When I lived with my grandparents in a small town of Southeast China, we used to get those monthly visits from a meter reader of a utility company. They sometimes chatted about families, schools, …and the weather of course. I haven’t seen the meter reader of our neighborhood for who knows how many years. I remembered one day after school, my parents opened a new bank account, saying that all our utility bills would be auto-paid by it.

The changes are tangible at the customer interfaces, although I didn’t know how to summarize those changes back then. And I wouldn’t know I will be sitting in a classroom with many energy professionals of a new generation.
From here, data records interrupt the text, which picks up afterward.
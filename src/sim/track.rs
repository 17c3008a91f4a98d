//! Rock track
//!
//! A single rock pair sweeps right-to-left forever. It is never despawned:
//! when it passes the recycle line its vertical offset is re-rolled and the
//! sweep starts again from the right edge.

use serde::{Deserialize, Serialize};

use super::collision::Rect;
use super::physics::sanitize_dt;
use crate::consts::{MAX_SPEED_FACTOR, MIN_SPEED_FACTOR};
use crate::interpolate_clamped;
use crate::settings::GameConfig;

/// Sweep speed multiplier for a score: 1.0 at zero, 2.0 at `breakpoint`
/// and above, linear in between.
pub fn speed_factor(score: u32, breakpoint: u32) -> f32 {
    interpolate_clamped(
        score as f32,
        0.0,
        breakpoint as f32,
        MIN_SPEED_FACTOR,
        MAX_SPEED_FACTOR,
    )
}

/// New vertical offset for a uniform `sample` in `[0, 1)`
#[inline]
pub fn recycle_offset(sample: f32, range: f32) -> f32 {
    sample * range - range / 2.0
}

/// Result of advancing a sweep
#[derive(Debug, Clone, Copy, PartialEq, Eq)]
pub enum SweepStatus {
    Running,
    /// Reached the end position; the caller decides whether to restart
    Completed,
}

/// Linear timed motion from `from` to `to` over `duration` seconds
#[derive(Debug, Clone, Copy, PartialEq, Serialize, Deserialize)]
pub struct Sweep {
    pub from: f32,
    pub to: f32,
    pub duration: f32,
    pub elapsed: f32,
}

impl Sweep {
    pub fn new(from: f32, to: f32, duration: f32) -> Self {
        Self {
            from,
            to,
            duration: duration.max(0.0),
            elapsed: 0.0,
        }
    }

    pub fn position(&self) -> f32 {
        if self.duration <= 0.0 {
            return self.to;
        }
        let t = (self.elapsed / self.duration).clamp(0.0, 1.0);
        self.from + (self.to - self.from) * t
    }

    pub fn is_complete(&self) -> bool {
        self.elapsed >= self.duration
    }

    /// Move forward by `dt` seconds (bad `dt` only re-reports status)
    pub fn advance(&mut self, dt: f32) -> SweepStatus {
        if let Some(dt) = sanitize_dt(dt) {
            self.elapsed = (self.elapsed + dt).min(self.duration);
        }
        if self.is_complete() {
            SweepStatus::Completed
        } else {
            SweepStatus::Running
        }
    }
}

/// The scrolling rock pair
#[derive(Debug, Clone, Serialize, Deserialize)]
pub struct ObstacleTrack {
    /// Current x of both rocks
    pub x: f32,
    /// x on the previous frame (None right after a reset)
    pub prev_x: Option<f32>,
    /// Vertical shift of the gap
    pub offset: f32,
    pub width: f32,
    pub height: f32,
    field_width: f32,
    field_height: f32,
    overshoot: f32,
    base_duration: f32,
    sweep: Option<Sweep>,
}

impl ObstacleTrack {
    /// Idle track parked at the right edge
    pub fn new(config: &GameConfig) -> Self {
        Self {
            x: config.field_width,
            prev_x: None,
            offset: 0.0,
            width: config.obstacle_width,
            height: config.obstacle_height,
            field_width: config.field_width,
            field_height: config.field_height,
            overshoot: config.sweep_overshoot,
            base_duration: config.sweep_base_duration,
            sweep: None,
        }
    }

    /// Jump to the right edge and begin a sweep for the given speed factor
    pub fn start(&mut self, speed_factor: f32) {
        let speed = if speed_factor.is_finite() && speed_factor > 0.0 {
            speed_factor
        } else {
            MIN_SPEED_FACTOR
        };
        self.x = self.field_width;
        self.prev_x = None;
        self.sweep = Some(Sweep::new(self.field_width, self.overshoot, self.base_duration / speed));
    }

    /// Stop sweeping; the rocks stay where they are. No-op when idle.
    pub fn cancel(&mut self) {
        self.sweep = None;
    }

    pub fn is_sweeping(&self) -> bool {
        self.sweep.is_some()
    }

    pub fn sweep(&self) -> Option<&Sweep> {
        self.sweep.as_ref()
    }

    /// Advance the sweep, returning its status (None when idle)
    pub fn advance(&mut self, dt: f32) -> Option<SweepStatus> {
        let sweep = self.sweep.as_mut()?;
        let status = sweep.advance(dt);
        self.prev_x = Some(self.x);
        self.x = sweep.position();
        Some(status)
    }

    /// Reposition the gap for the next pass
    pub fn set_offset(&mut self, offset: f32) {
        self.offset = offset;
    }

    /// Park at the right edge with a centred gap and no sweep
    pub fn reset(&mut self) {
        self.cancel();
        self.x = self.field_width;
        self.prev_x = None;
        self.offset = 0.0;
    }

    /// Upper rock (anchored at its vertical midpoint)
    pub fn top_rect(&self) -> Rect {
        Rect::new(self.x, self.offset - self.height / 2.0, self.width, self.height)
    }

    /// Lower rock
    pub fn bottom_rect(&self) -> Rect {
        Rect::new(
            self.x,
            self.field_height - self.height / 2.0 + self.offset,
            self.width,
            self.height,
        )
    }

    /// Both rocks, bottom first
    pub fn rects(&self) -> [Rect; 2] {
        [self.bottom_rect(), self.top_rect()]
    }
}
//! Tappy Jelly - a one-tap side-scrolling arcade game
//!
//! Core modules:
//! - `sim`: Deterministic simulation (physics, rock sweep, collisions, scoring)
//! - `renderer`: Draw-list generation for an external drawing backend
//! - `settings`: Data-driven game configuration

pub mod renderer;
pub mod settings;
pub mod sim;

pub use renderer::{Assets, DrawList, FlapPose, ImageHandle, Sprite, TextCall};
pub use settings::GameConfig;
pub use sim::{Game, GameEvent, GamePhase};

/// Game configuration constants
pub mod consts {
    /// Downward acceleration (pixels/s²)
    pub const GRAVITY: f32 = 1000.0;
    /// Velocity set by a tap (negative = upward, pixels/s)
    pub const JUMP_FORCE: f32 = -500.0;
    /// Velocity the jelly has when a fresh run starts
    pub const INITIAL_VELOCITY: f32 = 100.0;

    /// Play field dimensions
    pub const FIELD_WIDTH: f32 = 400.0;
    pub const FIELD_HEIGHT: f32 = 850.0;
    /// Height of the sea floor band; touching it ends the run
    pub const FLOOR_MARGIN: f32 = 100.0;

    /// Rock (obstacle) dimensions
    pub const OBSTACLE_WIDTH: f32 = 104.0;
    pub const OBSTACLE_HEIGHT: f32 = 640.0;

    /// Jelly sprite size
    pub const PLAYER_WIDTH: f32 = 65.0;
    pub const PLAYER_HEIGHT: f32 = 47.0;
    /// Collision point relative to the sprite's top-left corner
    pub const REFERENCE_OFFSET_X: f32 = 58.0;
    pub const REFERENCE_OFFSET_Y: f32 = 33.0;

    /// Seconds for one sweep at speed factor 1.0
    pub const SWEEP_BASE_DURATION: f32 = 3.0;
    /// Where a sweep ends, past the left edge
    pub const SWEEP_OVERSHOOT: f32 = -150.0;
    /// Falling through this x recycles the rocks
    pub const RECYCLE_THRESHOLD: f32 = -100.0;
    /// Full span of the random vertical offset, centred on zero
    pub const OFFSET_RANGE: f32 = 400.0;

    /// Score at which the sweep reaches full speed
    pub const SPEED_SCORE_BREAKPOINT: u32 = 20;
    pub const MIN_SPEED_FACTOR: f32 = 1.0;
    pub const MAX_SPEED_FACTOR: f32 = 2.0;

    /// Velocity beyond which the flap pose changes
    pub const FLAP_POSE_VELOCITY: f32 = 100.0;
    /// Velocity mapped to full tilt
    pub const TILT_VELOCITY: f32 = 500.0;
    /// Maximum sprite tilt (radians)
    pub const MAX_TILT: f32 = 0.5;
}

/// Map `value` from `[in_start, in_end]` onto `[out_start, out_end]`,
/// clamping outside the input range.
#[inline]
pub fn interpolate_clamped(value: f32, in_start: f32, in_end: f32, out_start: f32, out_end: f32) -> f32 {
    if in_end == in_start {
        return if value < in_start { out_start } else { out_end };
    }
    let t = ((value - in_start) / (in_end - in_start)).clamp(0.0, 1.0);
    out_start + (out_end - out_start) * t
}

#[cfg(test)]
mod tests {
    use super::*;

    #[test]
    fn test_interpolate_clamped() {
        assert_eq!(interpolate_clamped(0.0, 0.0, 20.0, 1.0, 2.0), 1.0);
        assert_eq!(interpolate_clamped(10.0, 0.0, 20.0, 1.0, 2.0), 1.5);
        assert_eq!(interpolate_clamped(-5.0, 0.0, 20.0, 1.0, 2.0), 1.0);
        assert_eq!(interpolate_clamped(99.0, 0.0, 20.0, 1.0, 2.0), 2.0);
        // Tilt mapping saturates at full velocity
        assert_eq!(interpolate_clamped(500.0, -500.0, 500.0, -0.5, 0.5), 0.5);
    }

    #[test]
    fn test_interpolate_degenerate_range() {
        assert_eq!(interpolate_clamped(-1.0, 0.0, 0.0, 1.0, 2.0), 1.0);
        assert_eq!(interpolate_clamped(0.0, 0.0, 0.0, 1.0, 2.0), 2.0);
    }
}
The changing themes and tunes
De-centralized and smart grid is by no means new topics. In 2008, USDOE prepared and published a smart grid introduction ensuing the Energy Independence and Security Act (EISA) of 2007, which characterized the next-generation electrical power system as “smart grid”. In fact, the grid modernization is a continuous and to some extent, self-evolutionary process, however the trendy themes and tunes might be different and constantly updated by disrupted technologies. All happens against a backdrop of more than a decade-old digital economy.

Among the trends and debates of digitalization, there are several commonalities across technologies and sectors.

  • Decentralization
  • Automation
  • And of course, the power of fully utilized data

When roof-top, distributed solar gained popularity in Europe, and soon later in the US, people started to see a clear challenge to the traditional utility model, which was named by an article on Wall Street Journal as “the utility death spiral”. The indispensable utilities were facing the possibilities of loosing their most creditworthy customers to decentralized, off-grid technology (whose advantages were further strengthened by subsidies and improving technology).

The future outlook for utility quickly became more convoluted. Severe air pollution, mounting concerns of climate change and the breakthroughs of battery technologies as well as large-scale renewable generation have impelled the transportation and heating systems to go electric. A report estimated that utility industry profit growth will be boosted to 2% per year by an economy-wide decarbonization and electrification. Yes, a highly electrified transpiration sector is yet to come and require an enormous amount of capital investment, the initial deployment and strategic planning to adapt EV development has become a trendy business among top utilities and power system researchers.

The power flows and the data flows are thusly fundamentally different.  The replacement of meter reader by a smarter meter at my grandparents’ apartment was only a prelude to energy system automation. Renewable energy, demand response resources, and electric vehicles are scattered points of power and information resources that can only be handled by more automatic grid operation system.  An integrated solution powered by high level of data visibility (an IEA guide for energy digitalization and the ubiquity of data connectivity) will play a central role for the evolving grid. The sets of technology that enable this future was summed up by the industry as “Grid edge”, whose market size is said to be US$ 2.4 trillion over the next 10 years.

Long journey ahead

It’s worth noted that there is a fairly long journey ahead of us to transform the largest engineering system, electricity grid, around the globe. New business and research are shaped around some pressing (and intriguing) challenge:

  • how to manage new challenges coming along with new technology (i.e. cyber security)
  • how to manage and stimulate the willingness to change on institutional and also individual level
  • what would be the new business models and customer relationships for the new grid?